[Stored items]
····················

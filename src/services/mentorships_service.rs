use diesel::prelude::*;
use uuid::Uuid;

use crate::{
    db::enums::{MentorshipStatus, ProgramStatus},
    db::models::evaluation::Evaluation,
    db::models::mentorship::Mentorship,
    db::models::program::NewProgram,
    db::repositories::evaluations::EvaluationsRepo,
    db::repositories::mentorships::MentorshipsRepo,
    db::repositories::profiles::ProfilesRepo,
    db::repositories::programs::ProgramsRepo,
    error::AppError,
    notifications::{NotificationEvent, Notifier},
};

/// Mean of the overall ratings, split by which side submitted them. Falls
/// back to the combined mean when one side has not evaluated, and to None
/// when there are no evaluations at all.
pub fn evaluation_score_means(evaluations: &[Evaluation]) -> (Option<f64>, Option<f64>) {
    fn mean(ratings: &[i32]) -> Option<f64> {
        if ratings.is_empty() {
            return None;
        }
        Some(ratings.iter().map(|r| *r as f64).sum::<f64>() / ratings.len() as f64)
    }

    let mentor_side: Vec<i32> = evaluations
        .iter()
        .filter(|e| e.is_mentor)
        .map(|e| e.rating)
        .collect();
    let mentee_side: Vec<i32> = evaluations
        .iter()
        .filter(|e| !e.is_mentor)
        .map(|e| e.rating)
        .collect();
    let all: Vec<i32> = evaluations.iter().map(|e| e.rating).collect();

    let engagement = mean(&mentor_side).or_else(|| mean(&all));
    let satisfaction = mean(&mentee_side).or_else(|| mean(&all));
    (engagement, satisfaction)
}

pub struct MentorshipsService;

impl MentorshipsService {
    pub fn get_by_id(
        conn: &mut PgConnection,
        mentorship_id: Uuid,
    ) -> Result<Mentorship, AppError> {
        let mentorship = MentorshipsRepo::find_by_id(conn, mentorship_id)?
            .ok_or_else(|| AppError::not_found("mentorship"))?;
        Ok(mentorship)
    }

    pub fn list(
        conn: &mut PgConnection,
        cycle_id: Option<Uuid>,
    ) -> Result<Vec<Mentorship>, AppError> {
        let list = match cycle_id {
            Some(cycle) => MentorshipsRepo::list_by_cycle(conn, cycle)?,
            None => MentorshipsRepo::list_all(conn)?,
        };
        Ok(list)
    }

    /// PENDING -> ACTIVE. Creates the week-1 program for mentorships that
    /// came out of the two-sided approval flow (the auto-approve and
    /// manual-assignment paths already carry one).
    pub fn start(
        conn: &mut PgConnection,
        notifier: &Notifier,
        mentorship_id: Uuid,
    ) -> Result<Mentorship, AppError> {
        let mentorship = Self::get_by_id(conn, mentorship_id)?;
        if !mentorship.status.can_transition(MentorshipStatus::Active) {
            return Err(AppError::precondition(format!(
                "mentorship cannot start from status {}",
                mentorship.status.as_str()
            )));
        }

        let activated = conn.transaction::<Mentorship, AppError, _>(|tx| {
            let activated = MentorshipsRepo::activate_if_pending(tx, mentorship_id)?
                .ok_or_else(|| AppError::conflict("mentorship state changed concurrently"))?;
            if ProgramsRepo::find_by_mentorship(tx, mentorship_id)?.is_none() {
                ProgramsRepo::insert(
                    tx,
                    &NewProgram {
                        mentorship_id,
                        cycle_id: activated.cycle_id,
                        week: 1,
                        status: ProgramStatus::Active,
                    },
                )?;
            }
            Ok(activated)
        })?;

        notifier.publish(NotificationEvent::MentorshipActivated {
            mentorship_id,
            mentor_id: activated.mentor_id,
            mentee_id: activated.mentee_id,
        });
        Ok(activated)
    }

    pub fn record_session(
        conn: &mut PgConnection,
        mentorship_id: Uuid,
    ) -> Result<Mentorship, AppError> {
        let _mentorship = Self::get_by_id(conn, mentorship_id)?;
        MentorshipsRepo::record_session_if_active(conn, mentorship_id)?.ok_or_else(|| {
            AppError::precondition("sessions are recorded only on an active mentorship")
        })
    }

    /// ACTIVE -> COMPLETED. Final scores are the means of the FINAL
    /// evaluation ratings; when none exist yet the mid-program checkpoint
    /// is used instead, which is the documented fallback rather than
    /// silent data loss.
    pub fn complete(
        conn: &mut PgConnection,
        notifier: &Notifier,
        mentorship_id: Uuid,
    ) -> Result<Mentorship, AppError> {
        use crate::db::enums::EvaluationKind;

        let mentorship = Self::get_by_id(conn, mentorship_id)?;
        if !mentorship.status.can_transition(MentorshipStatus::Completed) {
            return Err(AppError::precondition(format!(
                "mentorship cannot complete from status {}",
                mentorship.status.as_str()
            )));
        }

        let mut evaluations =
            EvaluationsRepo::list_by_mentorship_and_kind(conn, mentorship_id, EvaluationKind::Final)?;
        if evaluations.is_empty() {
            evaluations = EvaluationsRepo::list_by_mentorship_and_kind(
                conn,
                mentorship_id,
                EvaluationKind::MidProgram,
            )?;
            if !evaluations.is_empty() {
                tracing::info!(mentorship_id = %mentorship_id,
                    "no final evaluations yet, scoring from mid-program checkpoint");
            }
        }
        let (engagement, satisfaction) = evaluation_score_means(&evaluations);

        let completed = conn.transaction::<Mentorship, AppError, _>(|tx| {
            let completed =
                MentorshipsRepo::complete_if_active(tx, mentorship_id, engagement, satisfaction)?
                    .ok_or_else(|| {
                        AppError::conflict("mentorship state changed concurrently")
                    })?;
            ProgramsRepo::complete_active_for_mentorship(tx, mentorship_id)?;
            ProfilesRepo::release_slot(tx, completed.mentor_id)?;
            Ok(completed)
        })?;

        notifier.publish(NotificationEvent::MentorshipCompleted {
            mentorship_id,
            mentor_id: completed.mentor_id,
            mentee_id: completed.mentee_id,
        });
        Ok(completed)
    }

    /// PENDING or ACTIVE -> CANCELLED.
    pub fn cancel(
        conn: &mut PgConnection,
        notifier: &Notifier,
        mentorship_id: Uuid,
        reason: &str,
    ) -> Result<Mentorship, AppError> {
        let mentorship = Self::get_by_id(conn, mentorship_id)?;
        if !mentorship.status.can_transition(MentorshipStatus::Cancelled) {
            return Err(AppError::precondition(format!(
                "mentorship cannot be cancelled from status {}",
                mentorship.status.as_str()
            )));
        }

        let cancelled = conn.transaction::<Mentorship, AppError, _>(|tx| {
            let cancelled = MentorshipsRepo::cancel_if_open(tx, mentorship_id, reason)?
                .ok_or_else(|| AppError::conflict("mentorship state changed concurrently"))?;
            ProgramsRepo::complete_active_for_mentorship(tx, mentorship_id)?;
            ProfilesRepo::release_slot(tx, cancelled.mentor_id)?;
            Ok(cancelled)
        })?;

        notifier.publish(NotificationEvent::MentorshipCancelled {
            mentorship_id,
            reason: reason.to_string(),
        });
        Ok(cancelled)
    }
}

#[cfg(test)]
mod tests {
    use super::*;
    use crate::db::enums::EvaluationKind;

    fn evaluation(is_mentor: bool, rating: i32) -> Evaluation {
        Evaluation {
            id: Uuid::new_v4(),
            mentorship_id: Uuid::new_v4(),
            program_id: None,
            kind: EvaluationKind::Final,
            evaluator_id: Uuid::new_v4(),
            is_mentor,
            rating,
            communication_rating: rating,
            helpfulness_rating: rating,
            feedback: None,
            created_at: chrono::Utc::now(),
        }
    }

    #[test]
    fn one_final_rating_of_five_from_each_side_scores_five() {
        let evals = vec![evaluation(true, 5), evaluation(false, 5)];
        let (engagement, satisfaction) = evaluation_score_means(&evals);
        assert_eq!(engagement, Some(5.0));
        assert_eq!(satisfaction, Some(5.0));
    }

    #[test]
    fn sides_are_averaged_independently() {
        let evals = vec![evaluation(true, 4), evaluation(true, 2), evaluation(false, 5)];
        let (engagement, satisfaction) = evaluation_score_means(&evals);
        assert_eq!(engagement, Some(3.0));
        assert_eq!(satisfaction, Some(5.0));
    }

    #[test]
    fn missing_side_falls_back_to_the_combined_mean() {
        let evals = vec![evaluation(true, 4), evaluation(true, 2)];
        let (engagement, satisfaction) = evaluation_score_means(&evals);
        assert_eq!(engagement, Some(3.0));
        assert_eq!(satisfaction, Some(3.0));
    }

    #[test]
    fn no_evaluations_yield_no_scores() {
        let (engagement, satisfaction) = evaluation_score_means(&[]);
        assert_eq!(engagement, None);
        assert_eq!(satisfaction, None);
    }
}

····················

How many lines in the records hold the string "NotificationEvent"? Answer with only that number.

__Finished task__: 4